# [Task details]
Using the data below, return the stretch from the line that contains "repository c01ab57c8a317e5f" through the line that contains "after each transition", both included, exactly as it stands and nothing beyond it.

# [Data for this task]
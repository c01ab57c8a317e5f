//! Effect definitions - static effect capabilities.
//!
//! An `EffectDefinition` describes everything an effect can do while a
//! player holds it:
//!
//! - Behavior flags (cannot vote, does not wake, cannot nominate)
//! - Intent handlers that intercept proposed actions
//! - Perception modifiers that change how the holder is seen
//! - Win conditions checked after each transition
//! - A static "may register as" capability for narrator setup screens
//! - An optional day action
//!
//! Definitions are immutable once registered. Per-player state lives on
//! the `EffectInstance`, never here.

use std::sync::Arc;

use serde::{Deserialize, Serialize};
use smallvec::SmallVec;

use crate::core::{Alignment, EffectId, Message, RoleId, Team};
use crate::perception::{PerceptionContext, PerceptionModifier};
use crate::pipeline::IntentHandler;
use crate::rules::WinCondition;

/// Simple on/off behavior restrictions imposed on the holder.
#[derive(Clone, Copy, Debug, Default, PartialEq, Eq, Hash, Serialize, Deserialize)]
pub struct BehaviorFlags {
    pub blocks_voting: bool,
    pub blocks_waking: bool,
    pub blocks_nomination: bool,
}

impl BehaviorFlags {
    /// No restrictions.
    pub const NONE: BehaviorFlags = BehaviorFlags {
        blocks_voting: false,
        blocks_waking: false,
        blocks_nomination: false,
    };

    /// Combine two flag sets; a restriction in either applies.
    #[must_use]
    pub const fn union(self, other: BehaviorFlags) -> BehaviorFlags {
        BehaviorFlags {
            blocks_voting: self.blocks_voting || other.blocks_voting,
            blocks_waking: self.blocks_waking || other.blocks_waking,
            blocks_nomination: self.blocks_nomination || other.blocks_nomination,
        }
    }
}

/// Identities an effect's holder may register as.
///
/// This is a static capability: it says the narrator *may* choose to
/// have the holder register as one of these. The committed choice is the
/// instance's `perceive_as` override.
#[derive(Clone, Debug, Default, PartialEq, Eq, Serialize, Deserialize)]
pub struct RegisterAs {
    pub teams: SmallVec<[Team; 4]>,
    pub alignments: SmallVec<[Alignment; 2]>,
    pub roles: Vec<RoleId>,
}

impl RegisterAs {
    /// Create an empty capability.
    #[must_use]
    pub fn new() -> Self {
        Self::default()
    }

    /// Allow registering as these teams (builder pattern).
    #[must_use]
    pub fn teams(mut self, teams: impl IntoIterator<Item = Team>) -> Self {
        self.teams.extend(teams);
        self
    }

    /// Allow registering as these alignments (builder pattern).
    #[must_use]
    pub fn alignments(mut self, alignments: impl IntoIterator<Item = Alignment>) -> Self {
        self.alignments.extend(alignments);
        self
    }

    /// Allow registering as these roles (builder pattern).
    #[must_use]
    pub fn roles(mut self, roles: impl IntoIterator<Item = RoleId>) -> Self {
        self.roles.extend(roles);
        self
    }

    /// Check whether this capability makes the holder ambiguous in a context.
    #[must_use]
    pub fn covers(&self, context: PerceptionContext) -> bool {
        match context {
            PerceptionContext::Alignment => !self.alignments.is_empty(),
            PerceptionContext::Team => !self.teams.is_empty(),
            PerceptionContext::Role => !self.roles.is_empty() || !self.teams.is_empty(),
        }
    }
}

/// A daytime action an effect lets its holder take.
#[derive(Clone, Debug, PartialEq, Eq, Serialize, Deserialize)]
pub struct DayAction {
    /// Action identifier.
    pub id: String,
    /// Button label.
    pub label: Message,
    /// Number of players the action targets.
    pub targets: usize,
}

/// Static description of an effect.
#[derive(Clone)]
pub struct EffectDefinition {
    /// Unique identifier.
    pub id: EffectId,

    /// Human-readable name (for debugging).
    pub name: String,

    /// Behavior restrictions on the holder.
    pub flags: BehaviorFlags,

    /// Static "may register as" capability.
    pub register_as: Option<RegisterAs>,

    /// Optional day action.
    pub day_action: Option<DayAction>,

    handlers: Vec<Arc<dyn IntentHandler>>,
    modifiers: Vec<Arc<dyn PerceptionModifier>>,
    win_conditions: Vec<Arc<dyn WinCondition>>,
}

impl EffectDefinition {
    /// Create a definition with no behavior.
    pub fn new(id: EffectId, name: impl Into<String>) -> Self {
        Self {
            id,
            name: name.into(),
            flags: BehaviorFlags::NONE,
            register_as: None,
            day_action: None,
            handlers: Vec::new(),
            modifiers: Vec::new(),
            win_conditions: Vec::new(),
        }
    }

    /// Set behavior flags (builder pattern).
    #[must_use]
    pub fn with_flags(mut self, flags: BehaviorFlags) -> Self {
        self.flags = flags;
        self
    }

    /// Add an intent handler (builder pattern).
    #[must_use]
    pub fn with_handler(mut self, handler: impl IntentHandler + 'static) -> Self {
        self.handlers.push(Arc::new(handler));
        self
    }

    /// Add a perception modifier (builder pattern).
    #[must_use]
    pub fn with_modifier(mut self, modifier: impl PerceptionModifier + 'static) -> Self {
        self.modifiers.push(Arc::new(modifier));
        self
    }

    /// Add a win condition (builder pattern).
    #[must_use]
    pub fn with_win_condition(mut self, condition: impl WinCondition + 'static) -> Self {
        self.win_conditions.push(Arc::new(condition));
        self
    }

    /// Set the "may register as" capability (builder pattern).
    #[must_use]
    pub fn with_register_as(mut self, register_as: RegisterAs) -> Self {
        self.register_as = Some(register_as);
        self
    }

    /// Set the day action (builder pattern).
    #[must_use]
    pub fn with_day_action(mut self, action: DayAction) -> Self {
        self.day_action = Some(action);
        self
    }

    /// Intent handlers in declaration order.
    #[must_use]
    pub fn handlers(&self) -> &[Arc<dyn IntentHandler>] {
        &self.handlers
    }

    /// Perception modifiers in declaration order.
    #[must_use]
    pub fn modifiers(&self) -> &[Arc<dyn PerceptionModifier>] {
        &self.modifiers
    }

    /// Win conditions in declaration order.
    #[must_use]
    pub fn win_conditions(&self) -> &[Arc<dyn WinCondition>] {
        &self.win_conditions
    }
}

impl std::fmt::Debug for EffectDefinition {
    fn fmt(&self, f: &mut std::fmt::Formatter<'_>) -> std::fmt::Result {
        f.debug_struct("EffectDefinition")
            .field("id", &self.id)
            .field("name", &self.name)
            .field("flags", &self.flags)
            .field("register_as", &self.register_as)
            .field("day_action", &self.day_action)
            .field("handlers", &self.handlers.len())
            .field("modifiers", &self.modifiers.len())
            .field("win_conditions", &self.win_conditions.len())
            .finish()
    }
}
---
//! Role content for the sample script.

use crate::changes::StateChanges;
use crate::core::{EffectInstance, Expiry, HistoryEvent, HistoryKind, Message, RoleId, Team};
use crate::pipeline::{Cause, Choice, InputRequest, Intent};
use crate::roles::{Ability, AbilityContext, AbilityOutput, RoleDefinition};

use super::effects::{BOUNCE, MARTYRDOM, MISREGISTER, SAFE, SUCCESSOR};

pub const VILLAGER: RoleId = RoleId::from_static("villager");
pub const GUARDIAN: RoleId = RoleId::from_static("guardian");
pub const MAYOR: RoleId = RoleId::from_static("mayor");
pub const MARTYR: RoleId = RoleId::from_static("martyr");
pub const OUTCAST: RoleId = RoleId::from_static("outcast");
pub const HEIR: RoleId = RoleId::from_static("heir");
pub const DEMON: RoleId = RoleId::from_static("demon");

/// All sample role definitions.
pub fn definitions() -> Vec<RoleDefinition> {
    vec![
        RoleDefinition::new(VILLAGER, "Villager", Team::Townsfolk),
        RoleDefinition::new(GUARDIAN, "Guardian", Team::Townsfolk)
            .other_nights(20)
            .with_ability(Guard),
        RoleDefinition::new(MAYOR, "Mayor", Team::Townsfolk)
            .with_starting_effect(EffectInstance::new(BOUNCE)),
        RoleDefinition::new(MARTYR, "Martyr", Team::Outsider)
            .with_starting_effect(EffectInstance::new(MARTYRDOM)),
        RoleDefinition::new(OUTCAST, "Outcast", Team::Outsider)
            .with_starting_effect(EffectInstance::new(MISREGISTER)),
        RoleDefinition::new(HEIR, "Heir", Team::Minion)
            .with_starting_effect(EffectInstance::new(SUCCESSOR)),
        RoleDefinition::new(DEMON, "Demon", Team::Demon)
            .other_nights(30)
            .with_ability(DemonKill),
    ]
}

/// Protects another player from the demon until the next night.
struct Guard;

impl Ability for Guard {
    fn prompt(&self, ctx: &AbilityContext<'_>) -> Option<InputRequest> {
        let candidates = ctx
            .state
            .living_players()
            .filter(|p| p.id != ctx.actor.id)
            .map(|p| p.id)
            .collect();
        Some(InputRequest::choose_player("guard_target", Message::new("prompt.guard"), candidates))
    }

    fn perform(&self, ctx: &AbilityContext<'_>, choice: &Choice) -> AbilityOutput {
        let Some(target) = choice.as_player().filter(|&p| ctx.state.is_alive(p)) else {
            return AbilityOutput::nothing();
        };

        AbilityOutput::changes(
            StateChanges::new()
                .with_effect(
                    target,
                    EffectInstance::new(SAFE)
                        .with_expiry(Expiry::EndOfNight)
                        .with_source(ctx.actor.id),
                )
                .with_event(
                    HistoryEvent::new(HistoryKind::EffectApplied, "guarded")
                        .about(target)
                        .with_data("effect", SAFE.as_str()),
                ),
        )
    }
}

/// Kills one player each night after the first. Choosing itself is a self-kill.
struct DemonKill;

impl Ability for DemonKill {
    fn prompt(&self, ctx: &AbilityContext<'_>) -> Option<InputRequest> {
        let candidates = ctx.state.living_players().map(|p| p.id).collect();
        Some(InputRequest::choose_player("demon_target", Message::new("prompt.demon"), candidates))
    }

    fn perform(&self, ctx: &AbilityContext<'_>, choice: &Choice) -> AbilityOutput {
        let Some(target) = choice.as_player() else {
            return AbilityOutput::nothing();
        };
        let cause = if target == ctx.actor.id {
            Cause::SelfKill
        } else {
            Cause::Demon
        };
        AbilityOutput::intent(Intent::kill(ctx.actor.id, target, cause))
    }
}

# [The completed task]
repository c01ab57c8a317e5f
//! Effect definitions - static effect capabilities.
//!
//! An `EffectDefinition` describes everything an effect can do while a
//! player holds it:
//!
//! - Behavior flags (cannot vote, does not wake, cannot nominate)
//! - Intent handlers that intercept proposed actions
//! - Perception modifiers that change how the holder is seen
//! - Win conditions checked after each transition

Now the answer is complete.